Figure 4. Interaction between Mia1p and Alp14p is affected by mutating the Mia1p NES.

(A) Alp14p-GFP does not localize to microtubules in mia1-MutNES4 and mia1Δ cells. Shown are single maximum intensity reconstructions of live cells expressing Alp14p-GFP and Pcp1-mCherry. (B) Mia1p-GFP and Alp14p-TagRFP are spatially separated in mia1-MutNES4 cells. (C) MBP-Mia1p-MutNES4 showed weaker interaction with Alp14p-myc in pull-down assays, as compared to MBP-Mia1p. Alp14p-myc yeast lysates were extracted from mia1Δ cells and detected with anti-myc antibody.

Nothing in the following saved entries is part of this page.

//! Configuration for the import relay

use serde::{Deserialize, Serialize};
use std::path::{Path, PathBuf};

use crate::error::{Error, Result};

/// Main relay configuration
#[derive(Debug, Clone, Default, Serialize, Deserialize)]
pub struct ImportConfig {
    /// Server configuration
    #[serde(default)]
    pub server: ServerConfig,
    /// Dromo API configuration
    #[serde(default)]
    pub dromo: DromoConfig,
    /// S3 configuration
    #[serde(default)]
    pub s3: S3Config,
    /// Status store configuration
    #[serde(default)]
    pub store: StoreConfig,
    /// Processed-data export configuration
    #[serde(default)]
    pub export: ExportConfig,
}

impl ImportConfig {
    /// Load from a TOML file
    pub fn from_file(path: impl AsRef<Path>) -> Result<Self> {
        let path = path.as_ref();
        let content = std::fs::read_to_string(path)?;
        toml::from_str(&content)
            .map_err(|e| Error::Config(format!("Invalid config file {}: {}", path.display(), e)))
    }

    /// Overlay values from an environment lookup
    ///
    /// Blank values are ignored. Unparseable numbers and booleans are logged
    /// and leave the current value in place.
    pub fn apply_env<F>(&mut self, lookup: F)
    where
        F: Fn(&str) -> Option<String>,
    {
        let get = |key: &str| lookup(key).filter(|v| !v.trim().is_empty());

        if let Some(v) = get("HOST") {
            self.server.host = v;
        }
        if let Some(v) = get("PORT") {
            match v.parse() {
                Ok(port) => self.server.port = port,
                Err(_) => tracing::warn!("Ignoring invalid PORT value: {}", v),
            }
        }

        if let Some(v) = get("DROMO_API_BASE") {
            self.dromo.api_base = v;
        }
        if let Some(v) = get("DROMO_LICENSE_KEY") {
            self.dromo.license_key = Some(v);
        }
        if let Some(v) = get("DROMO_SCHEMA_ID") {
            self.dromo.schema_id = Some(v);
        }
        if let Some(v) = get("DROMO_TIMEOUT_SECS") {
            match v.parse() {
                Ok(secs) => self.dromo.timeout_secs = secs,
                Err(_) => tracing::warn!("Ignoring invalid DROMO_TIMEOUT_SECS value: {}", v),
            }
        }

        if let Some(v) = get("AWS_S3_BUCKET") {
            self.s3.bucket = Some(v);
        }
        if let Some(v) = get("AWS_REGION") {
            self.s3.region = v;
        }
        if let Some(v) = get("AWS_ACCESS_KEY") {
            self.s3.access_key = Some(v);
        }
        if let Some(v) = get("AWS_SECRET_KEY") {
            self.s3.secret_key = Some(v);
        }
        if let Some(v) = get("AWS_ENDPOINT_URL") {
            self.s3.endpoint_url = Some(v);
        }

        if let Some(v) = get("IMPORT_STORE_PATH") {
            self.store.persist_path = Some(PathBuf::from(v));
        }
        if let Some(v) = get("EXPORT_ENABLED") {
            match v.to_ascii_lowercase().as_str() {
                "1" | "true" | "yes" | "on" => self.export.enabled = true,
                "0" | "false" | "no" | "off" => self.export.enabled = false,
                _ => tracing::warn!("Ignoring invalid EXPORT_ENABLED value: {}", v),
            }
        }
    }

    /// Reject values the server cannot start with
    pub fn validate(&self) -> Result<()> {
        if self.server.host.trim().is_empty() {
            return Err(Error::Config("server.host must not be empty".to_string()));
        }
        if self.server.port == 0 {
            return Err(Error::Config("server.port must not be 0".to_string()));
        }
        if self.dromo.api_base.trim().is_empty() {
            return Err(Error::Config("dromo.api_base must not be empty".to_string()));
        }
        if self.dromo.timeout_secs == 0 {
            return Err(Error::Config("dromo.timeout_secs must be positive".to_string()));
        }
        Ok(())
    }
}

/// Server configuration
#[derive(Debug, Clone, Serialize, Deserialize)]
pub struct ServerConfig {
    /// Host address
    pub host: String,
    /// Port number
    pub port: u16,
    /// Enable CORS
    pub enable_cors: bool,
}

impl Default for ServerConfig {
    fn default() -> Self {
        Self {
            host: "0.0.0.0".to_string(),
            port: 8000,
            enable_cors: true,
        }
    }
}

/// Dromo headless API configuration
#[derive(Debug, Clone, Serialize, Deserialize)]
pub struct DromoConfig {
    /// API base URL
    pub api_base: String,
    /// License key sent as `X-Dromo-License-Key`
    #[serde(default)]
    pub license_key: Option<String>,
    /// Schema the imported file is validated against
    #[serde(default)]
    pub schema_id: Option<String>,
    /// Request timeout in seconds
    pub timeout_secs: u64,
}

impl Default for DromoConfig {
    fn default() -> Self {
        Self {
            api_base: "https://app.dromo.io/api/v1".to_string(),
            license_key: None,
            schema_id: None,
            timeout_secs: 30,
        }
    }
}

/// S3 configuration
#[derive(Debug, Clone, Serialize, Deserialize)]
pub struct S3Config {
    /// Bucket holding source files and processed output
    #[serde(default)]
    pub bucket: Option<String>,
    /// AWS region
    pub region: String,
    /// Access key id (falls back to the default AWS chain when unset)
    #[serde(default)]
    pub access_key: Option<String>,
    /// Secret access key
    #[serde(default)]
    pub secret_key: Option<String>,
    /// Custom endpoint for S3-compatible storage (MinIO)
    #[serde(default)]
    pub endpoint_url: Option<String>,
}

impl Default for S3Config {
    fn default() -> Self {
        Self {
            bucket: None,
            region: "us-east-1".to_string(),
            access_key: None,
            secret_key: None,
            endpoint_url: None,
        }
    }
}

impl S3Config {
    pub fn is_configured(&self) -> bool {
        self.bucket.is_some()
    }
}

/// Status store configuration
#[derive(Debug, Clone, Default, Serialize, Deserialize)]
pub struct StoreConfig {
    /// JSON file the store is persisted to (in-memory only when unset)
    #[serde(default)]
    pub persist_path: Option<PathBuf>,
}

/// Export of processed data after a successful import
#[derive(Debug, Clone, Serialize, Deserialize)]
pub struct ExportConfig {
    /// Download processed data when a COMPLETED webhook arrives
    pub enabled: bool,
    /// Key prefix for exported files
    pub prefix: String,
}

impl Default for ExportConfig {
    fn default() -> Self {
        Self {
            enabled: true,
            prefix: "processed/".to_string(),
        }
    }
}
//! HTTP server for the import relay

pub mod routes;
pub mod state;

use axum::{routing::get, Json, Router};
use serde_json::{json, Value};
use std::net::SocketAddr;
use tower_http::{
    cors::{Any, CorsLayer},
    trace::TraceLayer,
};

use crate::config::ImportConfig;
use crate::error::{Error, Result};
use state::AppState;

/// Import relay HTTP server
pub struct ImportServer {
    config: ImportConfig,
    state: AppState,
}

impl ImportServer {
    /// Create a new server
    pub async fn new(config: ImportConfig) -> Result<Self> {
        config.validate()?;
        let state = AppState::new(config.clone()).await?;
        Ok(Self { config, state })
    }

    /// Start the server
    pub async fn start(self) -> Result<()> {
        let addr: SocketAddr = self
            .address()
            .parse()
            .map_err(|e| Error::Config(format!("Invalid address: {}", e)))?;

        let router = build_router(self.state.clone());

        tracing::info!("Starting import relay on http://{}", addr);

        let listener = tokio::net::TcpListener::bind(addr)
            .await
            .map_err(|e| Error::Config(format!("Failed to bind: {}", e)))?;

        axum::serve(listener, router)
            .with_graceful_shutdown(shutdown_signal())
            .await
            .map_err(|e| Error::internal(format!("Server error: {}", e)))?;

        tracing::info!("Import relay stopped");
        Ok(())
    }

    /// Get the server address
    pub fn address(&self) -> String {
        format!("{}:{}", self.config.server.host, self.config.server.port)
    }

    pub fn state(&self) -> &AppState {
        &self.state
    }
}

/// Build the router with all routes
pub fn build_router(state: AppState) -> Router {
    let enable_cors = state.config().server.enable_cors;

    let router = Router::new()
        // Health check
        .route("/health", get(health_check))
        .route("/ready", get(readiness))
        .merge(routes::api_routes())
        .with_state(state)
        .layer(TraceLayer::new_for_http());

    if enable_cors {
        router.layer(
            CorsLayer::new()
                .allow_origin(Any)
                .allow_methods(Any)
                .allow_headers(Any),
        )
    } else {
        router
    }
}

/// Health check endpoint
async fn health_check() -> Json<Value> {
    Json(json!({ "status": "ok" }))
}

/// Readiness check endpoint
async fn readiness(state: axum::extract::State<AppState>) -> axum::http::StatusCode {
    if state.is_ready() {
        axum::http::StatusCode::OK
    } else {
        axum::http::StatusCode::SERVICE_UNAVAILABLE
    }
}

async fn shutdown_signal() {
    if let Err(e) = tokio::signal::ctrl_c().await {
        tracing::error!("Failed to listen for shutdown signal: {}", e);
        std::future::pending::<()>().await;
    }
    tracing::info!("Shutdown signal received");
}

MBP-tagged proteins were detected by Coomassie staining. (D) When released from the nucleus using pim1-1 mutation at 36°C, Mia1p-MutNES4 is capable of loading Alp14p-GFP on cytoplasmic microtubules. Localization of Alp14p-GFP in wild type septated cells at 24°C and 36°C is included as a control. Shown are single maximum intensity reconstructions of live cells. (E) Overexpression of Mia1p-MutNES4-mCherry partially restores nuclear accumulation and spindle localization of Alp14p-GFP during mitosis. Shown are single maximum intensity reconstructions of live cells. Scale bars = 5 µm.